🤖 AI Summary
Existing multimodal large language models often generate interior layouts that are either physically unrealizable or aesthetically inconsistent, struggling to simultaneously satisfy spatial feasibility and design preferences. This work proposes a reinforcement alignment framework that innovatively decouples hard constraints (spatial feasibility) from soft preferences (aesthetics), evaluating aesthetic quality exclusively within the space of feasible solutions. To obtain stable preference signals, the approach introduces group-wise relative reinforcement learning and integrates procedural constraint checking, a dual-branch reward mechanism, and fine-tuning of multimodal large language models.
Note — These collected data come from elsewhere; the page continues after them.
impl<T> Vring<T> {
    /// Allocate the ring memory for a queue of `size` descriptors and
    /// compute the three ring areas.
    pub fn new(
        size: u16,
        queue_index: u16,
        use_indirect: bool,
        use_event_idx: bool,
        notify: Box<dyn Fn() + Send + Sync>,
    ) -> Result<Vring<T>, DriverError> {
        debug_assert!(size.is_power_of_two(), "queue size must be a power of two");

        let n = size as usize;
        // Legacy layout: the trailing event words are part of the 6+2N /
        // 6+8N ring sizes.
        let desc_bytes = 16 * n;
        let avail_bytes = 6 + 2 * n;
        let used_off = mem::align_up(desc_bytes + avail_bytes, PAGE_SIZE);
        let used_bytes = 6 + 8 * n;

        let region =
            DmaRegion::alloc_zeroed(used_off + used_bytes).ok_or(DriverError::RingAlloc)?;
        let base = region.base();

        // SAFETY: all offsets are within the freshly allocated region.
        let (desc, avail_flags, avail_idx, avail_ring, used_event) = unsafe {
            (
                base as *mut Desc,
                base.add(desc_bytes) as *mut u16,
                base.add(desc_bytes + 2) as *mut u16,
                base.add(desc_bytes + 4) as *mut u16,
                base.add(desc_bytes + 4 + 2 * n) as *mut u16,
            )
        };
        let (used_flags, used_idx, used_ring, avail_event) = unsafe {
            (
                base.add(used_off) as *mut u16,
                base.add(used_off + 2) as *mut u16,
                base.add(used_off + 4) as *mut UsedElem,
                base.add(used_off + 4 + 8 * n) as *mut u16,
            )
        };

        let mut cookies = Vec::with_capacity(n);
        let mut indirect_tables = Vec::with_capacity(n);
        for _ in 0..n {
            cookies.push(None);
            indirect_tables.push(None);
        }

        Ok(Vring {
            mem: region,
            size,
            queue_index,
            desc,
            avail_flags,
            avail_idx,
            avail_ring,
            used_event,
            used_flags,
            used_idx,
            used_ring,
            avail_event,
            free_list: (0..size).collect(),
            cookies,
            indirect_tables,
            sg: Vec::new(),
            avail_shadow: 0,
            last_used_idx: 0,
            kicked_avail_idx: 0,
            pending: None,
            use_indirect,
            use_event_idx,
            notify,
        })
    }

    /// Queue size (number of descriptors).
    pub fn size(&self) -> u16 {
        self.size
    }

    /// Queue index within the device.
    pub fn queue_index(&self) -> u16 {
        self.queue_index
    }

    /// Physical base address of the ring memory.
    pub fn paddr(&self) -> u64 {
        self.mem.phys()
    }

    /// Number of free descriptors.
    pub fn free_descs(&self) -> usize {
        self.free_list.len()
    }

    // ── Scatter-gather staging ──────────────────────────────

    /// Reset the staging vector.
    pub fn init_sg(&mut self) {
        self.sg.clear();
    }

    /// Stage a host-readable buffer. All out entries must precede all in
    /// entries.
    pub fn add_out_sg(&mut self, addr: *const u8, len: usize) {
        debug_assert!(
            self.sg.iter().all(|e| !e.write),
            "out entries must precede in entries"
        );
        self.sg.push(SgEntry {
            addr: addr as u64,
            len: len as u32,
            write: false,
        });
    }

    /// Stage a host-writable buffer.
    pub fn add_in_sg(&mut self, addr: *mut u8, len: usize) {
        self.sg.push(SgEntry {
            addr: addr as u64,
            len: len as u32,
            write: true,
        });
    }

    // ── Publish ─────────────────────────────────────────────

    /// True iff at least `count` more scatter-gather entries can be
    /// published as one chain.
    pub fn avail_ring_has_room(&self, count: usize) -> bool {
        if self.use_indirect && count > 1 {
            !self.free_list.is_empty()
        } else {
            self.free_list.len() >= count
        }
    }

    /// True iff there is room to publish at least one more chain.
    pub fn avail_ring_not_empty(&self) -> bool {
        !self.free_list.is_empty()
    }

    /// Half-empty watermark used to pace RX refills.
    pub fn refill_ring_cond(&self) -> bool {
        self.free_list.len() >= (self.size / 2) as usize
    }

    /// Number of entries currently staged.
    pub fn sg_count(&self) -> usize {
        self.sg.len()
    }

    /// Publish the staged scatter-gather list as one chain owning
    /// `cookie`.
    ///
    /// On success the staging vector is reset. On failure (not enough
    /// free descriptors) the cookie is dropped and the staging vector is
    /// kept, so the caller can reclaim completions and retry.
    pub fn add_buf(&mut self, cookie: T) -> bool {
        let sg_len = self.sg.len();
        debug_assert!(sg_len > 0, "add_buf with empty scatter-gather list");

        let head = if self.use_indirect && sg_len > 1 {
            let Some(head) = self.free_list.pop() else {
                return false;
            };
            let mut table = Vec::with_capacity(sg_len);
            for (i, entry) in self.sg.iter().enumerate() {
                let mut flags = DescFlags::empty();
                if entry.write {
                    flags |= DescFlags::WRITE;
                }
                if i + 1 < sg_len {
                    flags |= DescFlags::NEXT;
                }
                table.push(Desc {
                    addr: mem::virt_to_phys(entry.addr),
                    len: entry.len,
                    flags: flags.bits(),
                    next: (i + 1) as u16,
                });
            }
            let table = table.into_boxed_slice();
            self.write_desc(
                head,
                Desc {
                    addr: mem::virt_to_phys(table.as_ptr() as u64),
                    len: (16 * sg_len) as u32,
                    flags: DescFlags::INDIRECT.bits(),
                    next: 0,
                },
            );
            self.indirect_tables[head as usize] = Some(table);
            head
        } else {
            if self.free_list.len() < sg_len {
                return false;
            }
            let first = self.free_list.len() - sg_len;
            let chain: Vec<u16> = self.free_list.drain(first..).collect();
            let desc_table = self.desc;
            for (i, entry) in self.sg.iter().enumerate() {
                let mut flags = DescFlags::empty();
                if entry.write {
                    flags |= DescFlags::WRITE;
                }
                let next = if i + 1 < sg_len {
                    flags |= DescFlags::NEXT;
                    chain[i + 1]
                } else {
                    0
                };
                unsafe {
                    mem::mmio_write(
                        desc_table.add(chain[i] as usize),
                        Desc {
                            addr: mem::virt_to_phys(entry.addr),
                            len: entry.len,
                            flags: flags.bits(),
                            next,
                        },
                    );
                }
            }
            chain[0]
        };

        self.cookies[head as usize] = Some(cookie);

        // Publish: ring slot first, then the index, with a full fence in
        // between so the host never observes the index before the
        // descriptors.
        unsafe {
            let slot = self.avail_ring.add((self.avail_shadow % self.size) as usize);
            mem::mmio_write(slot, head);
            fence(Ordering::SeqCst);
            mem::mmio_write(self.avail_idx, self.avail_shadow.wrapping_add(1));
            fence(Ordering::SeqCst);
        }
        self.avail_shadow = self.avail_shadow.wrapping_add(1);

        self.sg.clear();
        true
    }

    /// Notify the host, unless it asked for suppression.
    ///
    /// Returns whether the notify register was actually written.
    pub fn kick(&mut self) -> bool {
        fence(Ordering::SeqCst);
        let should = if self.use_event_idx {
            let event = unsafe { mem::mmio_read(self.avail_event) };
            let new = self.avail_shadow;
            let old = self.kicked_avail_idx;
            // Notify iff the host's event index lies in (old, new].
            new.wrapping_sub(event).wrapping_sub(1) < new.wrapping_sub(old)
        } else {
            (unsafe { mem::mmio_read(self.used_flags) } & VRING_USED_F_NO_NOTIFY) == 0
        };
        self.kicked_avail_idx = self.avail_shadow;
        if should {
            (self.notify)();
        }
        should
    }

    // ── Completion ──────────────────────────────────────────

    /// True iff the host has published completions we have not consumed.
    pub fn used_ring_not_empty(&self) -> bool {
        let host_idx = unsafe { mem::mmio_read(self.used_idx) };
        host_idx != self.last_used_idx
    }

    /// Synonym used when pacing producers that wait for reclaimable
    /// completions.
    pub fn used_ring_can_gc(&self) -> bool {
        self.used_ring_not_empty()
    }

    /// Peek the next completed chain: takes its cookie and records the
    /// number of bytes the host wrote. Returns `None` when no completion
    /// is pending. Must be followed by [`Vring::get_buf_finalize`].
    pub fn get_buf_elem(&mut self, len: &mut u32) -> Option<T> {
        debug_assert!(self.pending.is_none(), "unfinalized completion peek");
        if !self.used_ring_not_empty() {
            return None;
        }
        // Host wrote the element before bumping used.idx; pair its
        // release with a full fence before reading the entry.
        fence(Ordering::SeqCst);
        let elem = unsafe {
            mem::mmio_read(self.used_ring.add((self.last_used_idx % self.size) as usize))
        };
        *len = elem.len;
        let head = elem.id as u16;
        self.pending = Some(head);
        let cookie = self.cookies[head as usize].take();
        debug_assert!(cookie.is_some(), "completion for a chain we never published");
        cookie
    }

    /// Commit the peek: recover the chain's descriptors to the free list
    /// and advance the used shadow.
    pub fn get_buf_finalize(&mut self) {
        let Some(head) = self.pending.take() else {
            debug_assert!(false, "get_buf_finalize without a pending peek");
            return;
        };
        if self.indirect_tables[head as usize].take().is_some() {
            self.free_list.push(head);
        } else {
            let mut idx = head;
            loop {
                let desc = unsafe { mem::mmio_read(self.desc.add(idx as usize)) };
                self.free_list.push(idx);
                if desc.flags & DescFlags::NEXT.bits() == 0 {
                    break;
                }
                idx = desc.next;
            }
        }
        self.last_used_idx = self.last_used_idx.wrapping_add(1);
    }

    /// Bulk-drain every pending completion, dropping the cookies.
    /// Returns how many chains were reclaimed.
    pub fn get_buf_gc(&mut self) -> usize {
        let mut reclaimed = 0;
        let mut len = 0u32;
        while self.get_buf_elem(&mut len).is_some() {
            self.get_buf_finalize();
            reclaimed += 1;
        }
        reclaimed
    }

    // ── Interrupt suppression ───────────────────────────────

    /// Ask the host to interrupt us for the next completion, then fence
    /// so a predicate recheck cannot pass before the host can see it.
    pub fn enable_interrupts(&mut self) {
        unsafe {
            if self.use_event_idx {
                mem::mmio_write(self.used_event, self.last_used_idx);
            } else {
                let flags = mem::mmio_read(self.avail_flags);
                mem::mmio_write(self.avail_flags, flags & !VRING_AVAIL_F_NO_INTERRUPT);
            }
        }
        fence(Ordering::SeqCst);
    }

    /// Tell the host not to interrupt us. In event-idx mode the event
    /// index published by `enable_interrupts` simply goes stale, so the
    /// guest-visible word is untouched.
    pub fn disable_interrupts(&mut self) {
        if !self.use_event_idx {
            unsafe {
                let flags = mem::mmio_read(self.avail_flags);
                mem::mmio_write(self.avail_flags, flags | VRING_AVAIL_F_NO_INTERRUPT);
            }
        }
    }

    fn write_desc(&mut self, index: u16, desc: Desc) {
        unsafe { mem::mmio_write(self.desc.add(index as usize), desc) };
    }
}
Evaluated across multiple benchmarks, the method significantly improves both constructability and aesthetic coherence of generated designs.
📝 Abstract
Interior design is a requirements-to-visual-plan generation process that must simultaneously satisfy verifiable spatial feasibility and comparative aesthetic preferences. While recent multimodal large language models (MLLMs) offer a unified foundation for interpreting user intent and producing design rationales, our empirical analysis reveals a persistent contradiction in real-world deployment: MLLMs often produce layouts that are unbuildable and aesthetically inconsistent. These findings indicate that simply adding in-domain text is insufficient; effective interior design requires an alignment mechanism that separates hard constraints from soft preferences and coordinates them during optimization. To address this, we propose Design-MLLM, a reinforcement alignment framework that optimizes a feasibility-first preference objective via a dual-branch, aesthetic-oriented reward. Specifically, Design-MLLM (i) explicitly evaluates spatial feasibility using programmatic constraint checks, (ii) assesses aesthetic preference only among feasible candidates to avoid visually appealing but unexecutable shortcuts, and (iii) performs group-relative optimization to obtain stable preference signals. Through this process, Design-MLLM learns a controllable policy that consistently selects and generates solutions that are both executable and aesthetically coherent, rather than occasionally producing visually appealing but infeasible designs. Extensive experiments on various benchmark datasets demonstrate the advantages of Design-MLLM.